モヤモヤ〜セカンドオピニオン2

E病院には、これまでの血液検査の結果と尿サンプル、病歴や投薬内容等の情報を持参。当日血液検査をするかもしれないと、絶食で訪問。予約を入れたので、問診やエコー検査でも、想像していた以上に時間を割いて丁寧に対応してもらえた。

結果から言うと「組織検査の前にできる他の検査がある」。具体的には、甲状腺と副腎のホルモンに関する検査である。

E病院では、「これらの検査をすれば可能性のある原因を除外するだけだが、それでも飼い主が安心できるのではないか」と。→これらが原因でなかったら細胞レベルの癌など、さらに難しい病気になるから、決して安心はできないけど。

E病院ではエコー検査によるセカンドオピニオンを出す場合、腹部全体を診てくれるという。エコーは、メーカーや機種により、かなり見え方が違うらしい。これもセカンドオピニオンをとる理由のひとつとなった。

エコーは、まずは懸案の肝臓から。モヤモヤではなく白い小さな点が多数見られた。これは「高エコー源性」の肝臓と言うそうで、肝細胞の中に異常がある状態。細胞の中に糖や脂肪が沈着しているのではないかとのこと。肝酵素の上昇とエコー源性には関係があるかもしれない。

ステロイドの服用や体内でステロイドが過剰につくられることで起こるステロイド肝症の場合、また肝臓の代謝が落ちて胆汁の流れが悪くなると、高エコー源性の肝臓になることがある。ルーシーの場合は、ステロイドを服用していないし、ALPの数値が上がっていないので、これらの可能性は低いそうだ。

なお、肝臓の一部に4〜5mmの結節病変が見つかった。E病院の先生によれば、見たところでは明らかに腫瘍という訳ではなく良性の変化肝臓の細胞が死んで(代謝で)病変になる可能性もあるから、必ずしも悪性所見ではないそうだ。一か月単位で7〜8?と成長しない限りは問題なさそうとのこと。

さらにエコーはリンパ節と副腎へ。
リンパ節に異常は認められなかった。甲状腺機能が低下すると、代謝が落ち総コレステロールと肝酵素の両方が上昇することが多い。飼い主が気づける異変は、寒さに弱くなる、元気や食欲がなくなること。それ以外には心拍が弱くなることだが、尿の量などは変わらない。飼い主が認識できる変化は少ない。

「僕が診させてもらってるわんちゃんで、他では肝不全と診断された子が、実は甲状腺機能低下症だったというケースがありました。そうすると(原因が別なので肝不全の治療をしても)良くはならないですよね」
また、ボーダーコリーが肝炎を発症するケースは多く、その原因が自己免疫にあることも。

いずれにしろ早期発見・早期治療が肝要なのは間違いないようだ。

エコーで副腎のサイズは6mm(正常の場合は4〜5mm)と正常値域の上限と測定された。

ちなみに、掛かりつけでは、副腎については全く触れられていなかった。その旨を伝えると「副腎が病気になると肝酵素の値が上がり、多尿・肥満・抜け毛などの症状がでます。ALPの値が上昇しなかったから、(掛かりつけでは)特に診られなかったのでしょう」

副腎はかなり奥の方にあり、ルーシーにはかなり苦しい体勢をとらせた上で、肋骨の間から診てもらった。器械によっては映らないし、特に大型犬ではエコーで確認するのが難しいらしい。
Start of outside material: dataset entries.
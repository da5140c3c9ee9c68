//! Unified error handling.
//!
//! A single error type for every external call and business rule, with a
//! short user-facing message the presentation layer can show as-is.

use domain::DomainError;
use thiserror::Error;

/// Application error types.
#[derive(Error, Debug)]
pub enum AppError {
    // Authentication & Authorization
    #[error("Authentication required")]
    Unauthorized,

    #[error("Access denied")]
    Forbidden,

    /// Identity provider rejected the request (bad credentials, duplicate account)
    #[error("{0}")]
    AuthRejected(String),

    // Resource errors
    /// Store reported "no matching row"
    #[error("Resource not found")]
    NotFound,

    /// Addressed table or view is not provisioned on this deployment
    #[error("Not provisioned: {0}")]
    Unavailable(String),

    // Validation
    #[error("{0}")]
    Validation(String),

    // External call errors
    #[error("{operation} timed out after {after_ms}ms")]
    Timeout {
        operation: &'static str,
        after_ms: u64,
    },

    #[error("Write failed: {0}")]
    WriteFailed(String),

    #[error("Backend error: {0}")]
    Backend(String),

    #[cfg(feature = "http")]
    #[error("HTTP error")]
    Http(#[from] reqwest::Error),

    #[error("Malformed response")]
    Decode(#[from] serde_json::Error),

    // Internal
    #[error("Internal error")]
    Internal(String),
}

impl AppError {
    /// Get error code for client
    pub fn code(&self) -> &'static str {
        match self {
            AppError::Unauthorized => "UNAUTHORIZED",
            AppError::Forbidden => "FORBIDDEN",
            AppError::AuthRejected(_) => "AUTH_REJECTED",
            AppError::NotFound => "NOT_FOUND",
            AppError::Unavailable(_) => "UNAVAILABLE",
            AppError::Validation(_) => "VALIDATION_ERROR",
            AppError::Timeout { .. } => "TIMEOUT",
            AppError::WriteFailed(_) => "WRITE_FAILED",
            AppError::Backend(_) => "BACKEND_ERROR",
            #[cfg(feature = "http")]
            AppError::Http(_) => "HTTP_ERROR",
            AppError::Decode(_) => "DECODE_ERROR",
            AppError::Internal(_) => "INTERNAL_ERROR",
        }
    }

    /// Get user-facing message (hides internal details)
    pub fn user_message(&self) -> String {
        match self {
            // Shown verbatim
            AppError::AuthRejected(msg) => msg.clone(),
            AppError::Validation(msg) => msg.clone(),
            AppError::Timeout { operation, .. } => {
                format!("{} timed out - the service may be unavailable", operation)
            }

            AppError::Unavailable(relation) => {
                tracing::warn!("Relation not provisioned: {}", relation);
                "This feature is not available yet".to_string()
            }
            AppError::WriteFailed(msg) => {
                tracing::error!("Write failed: {}", msg);
                "The change could not be saved. Please try again.".to_string()
            }
            AppError::Backend(msg) => {
                tracing::error!("Backend error: {}", msg);
                "The service returned an error. Please try again.".to_string()
            }
            #[cfg(feature = "http")]
            AppError::Http(e) => {
                tracing::error!("HTTP error: {:?}", e);
                "Could not reach the service. Please try again.".to_string()
            }
            AppError::Decode(e) => {
                tracing::error!("Decode error: {:?}", e);
                "The service returned an unexpected response".to_string()
            }
            AppError::Internal(msg) => {
                tracing::error!("Internal error: {}", msg);
                "An internal error occurred".to_string()
            }

            _ => self.to_string(),
        }
    }

    pub fn is_timeout(&self) -> bool {
        matches!(self, AppError::Timeout { .. })
    }

    pub fn is_not_found(&self) -> bool {
        matches!(self, AppError::NotFound)
    }

    pub fn is_unavailable(&self) -> bool {
        matches!(self, AppError::Unavailable(_))
    }
}

// =============================================================================
// Domain Error Conversion
// =============================================================================

impl From<DomainError> for AppError {
    fn from(err: DomainError) -> Self {
        match err {
            DomainError::Validation(msg) => AppError::Validation(msg),
            DomainError::UnknownValue { .. } => AppError::Validation(err.to_string()),
            DomainError::Forbidden => AppError::Forbidden,
        }
    }
}

/// Result type alias
pub type AppResult<T> = Result<T, AppError>;

/// Extension trait for Option -> AppError conversion
pub trait OptionExt<T> {
    fn ok_or_not_found(self) -> AppResult<T>;
}

impl<T> OptionExt<T> for Option<T> {
    fn ok_or_not_found(self) -> AppResult<T> {
        self.ok_or(AppError::NotFound)
    }
}

/// Convenience constructors
impl AppError {
    pub fn validation(msg: impl Into<String>) -> Self {
        AppError::Validation(msg.into())
    }

    pub fn auth_rejected(msg: impl Into<String>) -> Self {
        AppError::AuthRejected(msg.into())
    }

    pub fn write_failed(msg: impl Into<String>) -> Self {
        AppError::WriteFailed(msg.into())
    }

    pub fn backend(msg: impl Into<String>) -> Self {
        AppError::Backend(msg.into())
    }

    pub fn unavailable(relation: impl Into<String>) -> Self {
        AppError::Unavailable(relation.into())
    }

    pub fn internal(msg: impl Into<String>) -> Self {
        AppError::Internal(msg.into())
    }
}
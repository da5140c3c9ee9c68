//! View state shared by the listing view-models.

/// Data last loaded for a view, plus the flags the view renders.
///
/// A failed load or mutation only sets `error`; `data` keeps whatever was
/// loaded before.
#[derive(Debug, Clone, PartialEq)]
pub struct ViewState<T> {
    pub data: T,
    pub loading: bool,
    pub error: Option<String>,
}

impl<T> ViewState<T> {
    pub fn new(data: T) -> Self {
        Self {
            data,
            loading: false,
            error: None,
        }
    }

    pub(crate) fn begin(&mut self) {
        self.loading = true;
        self.error = None;
    }

    pub(crate) fn succeed(&mut self, data: T) {
        self.data = data;
        self.loading = false;
        self.error = None;
    }

    pub(crate) fn fail(&mut self, message: impl Into<String>) {
        self.loading = false;
        self.error = Some(message.into());
    }
}

impl<T: Default> Default for ViewState<T> {
    fn default() -> Self {
        Self::new(T::default())
    }
}
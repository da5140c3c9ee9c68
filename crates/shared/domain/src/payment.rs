//! Premium upgrade requests.

use chrono::{DateTime, Utc};
use serde::{Deserialize, Serialize};

use crate::user::UserId;

/// Review state of a submitted payment proof
#[derive(Debug, Clone, Copy, Default, PartialEq, Eq, Serialize, Deserialize)]
#[serde(rename_all = "lowercase")]
pub enum ProofStatus {
    #[default]
    Pending,
    Approved,
    Rejected,
}

/// Payment proof a seller submits to request premium membership.
#[derive(Debug, Clone, PartialEq, Serialize, Deserialize)]
pub struct PaymentProof {
    pub user_id: UserId,
    pub file_name: String,
    pub file_size: u64,
    pub status: ProofStatus,
    pub uploaded_at: DateTime<Utc>,
}

impl PaymentProof {
    pub fn pending(user_id: impl Into<UserId>, file_name: impl Into<String>, file_size: u64) -> Self {
        Self {
            user_id: user_id.into(),
            file_name: file_name.into(),
            file_size,
            status: ProofStatus::Pending,
            uploaded_at: Utc::now(),
        }
    }
}
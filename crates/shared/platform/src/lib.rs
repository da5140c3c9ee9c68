//! Hosted platform clients.
//!
//! The marketplace delegates persistence, authentication and row-level
//! security to a hosted backend. This crate holds the client side of that
//! contract:
//!
//! - **store**: generic record store (`select` / `insert` / `update` / `delete`)
//! - **identity**: identity provider with session-change notifications
//! - **repositories**: typed access to `users`, `ads` and the analytics tables

pub mod identity;
pub mod query;
pub mod repositories;
pub mod store;
pub mod token;

pub use identity::{AuthChange, AuthEvent, IdentityProvider, RestIdentity, SignUpResponse};
pub use query::Query;
pub use repositories::{
    AnalyticsRepository, AnalyticsStore, ListingRepository, ListingStore, PaymentRepository,
    PaymentStore, ProfileRepository, ProfileStore,
};
pub use store::{RecordStore, RestStore, NO_ROWS_CODE};
pub use token::AccessToken;

#[cfg(any(test, feature = "test-utils"))]
pub use identity::MockIdentityProvider;
#[cfg(any(test, feature = "test-utils"))]
pub use repositories::{
    MockAnalyticsRepository, MockListingRepository, MockPaymentRepository, MockProfileRepository,
};
#[cfg(any(test, feature = "test-utils"))]
pub use store::MockRecordStore;
//! Service layer.

mod reconciler;

pub use reconciler::{
    ProfileResolution, SessionListener, SessionReconciler, SignUpDetails, SignUpOutcome,
};
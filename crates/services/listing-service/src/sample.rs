//! Built-in sample listings (prices in PKR).

use once_cell::sync::Lazy;

use domain::Category;

use crate::normalize::{normalize, DisplayListing, RawListing, SampleListing};

#[allow(clippy::too_many_arguments)]
fn sample(
    id: &str,
    title: &str,
    description: &str,
    price: f64,
    category: Category,
    location: &str,
    seller: &str,
    glyph: &'static str,
    is_premium: bool,
) -> SampleListing {
    SampleListing {
        id: id.to_string(),
        title: title.to_string(),
        description: description.to_string(),
        price,
        category,
        location: location.to_string(),
        seller: seller.to_string(),
        glyph,
        is_premium,
    }
}

pub static SAMPLE_LISTINGS: Lazy<Vec<SampleListing>> = Lazy::new(|| {
    vec![
        sample(
            "1",
            "Premium Steel Beams - Grade A",
            "High-quality structural steel beams perfect for commercial and residential construction projects.",
            347_500.0,
            Category::Materials,
            "Karachi, Sindh",
            "Karachi Steel Works",
            "🏗️",
            false,
        ),
        sample(
            "2",
            "Industrial Concrete Mixer",
            "Heavy-duty concrete mixer for large construction projects. Excellent condition, recently serviced.",
            2_365_000.0,
            Category::Equipment,
            "Lahore, Punjab",
            "Punjab Construction Equipment",
            "🚛",
            true,
        ),
        sample(
            "3",
            "Professional Tool Set - 150 Pieces",
            "Complete professional tool set including power tools, hand tools, and safety equipment.",
            125_000.0,
            Category::Tools,
            "Islamabad, ICT",
            "Capital Tools & Hardware",
            "🔧",
            false,
        ),
        sample(
            "4",
            "Safety Equipment Bundle",
            "Complete safety package including hard hats, safety vests, gloves, and protective eyewear.",
            34_750.0,
            Category::Safety,
            "Rawalpindi, Punjab",
            "SafeWork Pakistan",
            "🦺",
            true,
        ),
        sample(
            "5",
            "High-Grade Cement - 50 Bags",
            "Premium quality cement suitable for all types of construction. Fresh stock, best rates in the market.",
            87_500.0,
            Category::Materials,
            "Faisalabad, Punjab",
            "Faisalabad Cement Depot",
            "🏭",
            false,
        ),
        sample(
            "6",
            "Excavator JCB 3DX - Rental",
            "Heavy-duty excavator available for rent. Perfect for digging, demolition, and earthmoving projects.",
            15_000.0,
            Category::Equipment,
            "Peshawar, KPK",
            "KPK Heavy Machinery",
            "🚜",
            true,
        ),
        sample(
            "7",
            "Galvanized Steel Roofing Sheets",
            "Corrugated roofing sheets for sheds, warehouses and homes. Rust-proof coating, cut to length.",
            2_800.0,
            Category::Materials,
            "Multan, Punjab",
            "Multan Roofing Supplies",
            "🏠",
            false,
        ),
        sample(
            "8",
            "Scaffolding System - Complete Set",
            "Professional scaffolding system for multi-story construction. Includes all brackets and safety equipment.",
            275_000.0,
            Category::Equipment,
            "Gujranwala, Punjab",
            "Gujranwala Scaffolding Co.",
            "🏗️",
            false,
        ),
        sample(
            "9",
            "Electrical Wiring Kit - Commercial",
            "Complete electrical wiring solution for commercial buildings. Includes cables, switches, and fixtures.",
            156_000.0,
            Category::Materials,
            "Sialkot, Punjab",
            "Sialkot Electrical Supplies",
            "⚡",
            true,
        ),
        sample(
            "10",
            "Steel & PVC Plumbing Pipes Set",
            "High-quality pipes with complete fittings. Suitable for residential and commercial use.",
            67_500.0,
            Category::Materials,
            "Hyderabad, Sindh",
            "Sindh Plumbing Solutions",
            "🔧",
            false,
        ),
        sample(
            "11",
            "Tower Crane - Heavy Duty",
            "Professional tower crane for high-rise construction projects. Experienced operator included.",
            450_000.0,
            Category::Equipment,
            "Karachi, Sindh",
            "Karachi Crane Services",
            "🏗️",
            true,
        ),
        sample(
            "12",
            "Marble & Granite Slabs",
            "Premium quality marble and granite slabs for luxury construction. Various colors and patterns available.",
            89_000.0,
            Category::Materials,
            "Quetta, Balochistan",
            "Balochistan Stone Works",
            "🪨",
            false,
        ),
    ]
});

/// Sample set in display shape, in its fixed order.
pub fn sample_display() -> Vec<DisplayListing> {
    SAMPLE_LISTINGS
        .iter()
        .map(|s| normalize(RawListing::Sample(s)))
        .collect()
}
//! Listings (`ads` table) with the seller embedded through its foreign key.

use std::sync::Arc;

use async_trait::async_trait;
use chrono::Utc;
use serde_json::json;
use tracing::debug;

use common::AppResult;
use domain::{Listing, ListingStatus, NewListing, ADS_SELLER_FK, TABLE_ADS, TABLE_USERS};

use super::decode_rows;
use crate::query::Query;
use crate::store::RecordStore;

#[cfg(any(test, feature = "test-utils"))]
use mockall::automock;

/// Listing repository trait for dependency injection.
///
/// Every list is ordered newest first.
#[cfg_attr(any(test, feature = "test-utils"), automock)]
#[async_trait]
pub trait ListingRepository: Send + Sync {
    /// Publicly visible listings (`active`, or legacy `approved`)
    async fn list_active(&self) -> AppResult<Vec<Listing>>;

    /// Every listing regardless of status
    async fn list_all(&self) -> AppResult<Vec<Listing>>;

    async fn list_by_seller(&self, seller_id: &str) -> AppResult<Vec<Listing>>;

    async fn find_by_id(&self, id: &str) -> AppResult<Listing>;

    async fn create(
        &self,
        seller_id: &str,
        listing: NewListing,
        status: ListingStatus,
    ) -> AppResult<()>;

    async fn set_status(&self, id: &str, status: ListingStatus) -> AppResult<()>;

    async fn delete(&self, id: &str) -> AppResult<()>;

    /// Delete only if the row still belongs to `seller_id`
    async fn delete_owned(&self, id: &str, seller_id: &str) -> AppResult<()>;
}

/// Concrete implementation of ListingRepository
pub struct ListingStore {
    store: Arc<dyn RecordStore>,
}

impl ListingStore {
    pub fn new(store: Arc<dyn RecordStore>) -> Self {
        Self { store }
    }

    fn joined() -> Query {
        Query::from(TABLE_ADS).embed("seller", TABLE_USERS, ADS_SELLER_FK, "full_name,email")
    }

    async fn fetch(&self, query: Query) -> AppResult<Vec<Listing>> {
        let rows = self.store.select(&query.newest_first()).await?;
        debug!(count = rows.len(), "Fetched listings");
        decode_rows(rows)
    }
}

#[async_trait]
impl ListingRepository for ListingStore {
    async fn list_active(&self) -> AppResult<Vec<Listing>> {
        self.fetch(Self::joined().in_list("status", &["active", "approved"]))
            .await
    }

    async fn list_all(&self) -> AppResult<Vec<Listing>> {
        self.fetch(Self::joined()).await
    }

    async fn list_by_seller(&self, seller_id: &str) -> AppResult<Vec<Listing>> {
        self.fetch(Query::from(TABLE_ADS).eq("seller_id", seller_id))
            .await
    }

    async fn find_by_id(&self, id: &str) -> AppResult<Listing> {
        let row = self
            .store
            .select_single(&Self::joined().eq("id", id))
            .await?;
        Ok(serde_json::from_value(row)?)
    }

    async fn create(
        &self,
        seller_id: &str,
        listing: NewListing,
        status: ListingStatus,
    ) -> AppResult<()> {
        let row = json!({
            "seller_id": seller_id,
            "title": listing.title,
            "description": listing.description,
            "price": listing.price,
            "category": listing.category,
            "location": listing.location,
            "images": Vec::<String>::new(),
            "status": status,
            "is_featured": false,
            "is_premium": false,
            "contact_phone": listing.contact_phone,
            "contact_email": listing.contact_email,
        });
        self.store.insert(TABLE_ADS, row).await
    }

    async fn set_status(&self, id: &str, status: ListingStatus) -> AppResult<()> {
        self.store
            .update(
                &Query::from(TABLE_ADS).eq("id", id),
                json!({ "status": status, "updated_at": Utc::now() }),
            )
            .await
    }

    async fn delete(&self, id: &str) -> AppResult<()> {
        self.store.delete(&Query::from(TABLE_ADS).eq("id", id)).await
    }

    async fn delete_owned(&self, id: &str, seller_id: &str) -> AppResult<()> {
        self.store
            .delete(
                &Query::from(TABLE_ADS)
                    .eq("id", id)
                    .eq("seller_id", seller_id),
            )
            .await
    }
}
副腎は病気になると肥大する。目に見える変化では多飲・多尿だそうだ。
これはルーシーには当てはまらない。むしろ走ることが少なくなったので、摂水量が減り、尿の色も濃くなってきている。
その一方で、サイズは異常の可能性を示しているし、副腎皮質ホルモンの異常分泌から肝酵素の数値が上昇することもあるという。

E病院の先生の最終的な見立てでは、どれも確実ではないが最も疑わしいのは甲状腺機能低下だそうだ。確かに肝臓には結節病変があるものの、この時点で見た感じでは良性の変化であり、総コレステロールやALTの数値を上げるとは考えにくい。その一方で肝臓の代謝が落ちていることは確かなので、結節病変と共に定期的に変化を確認する必要があるようだ。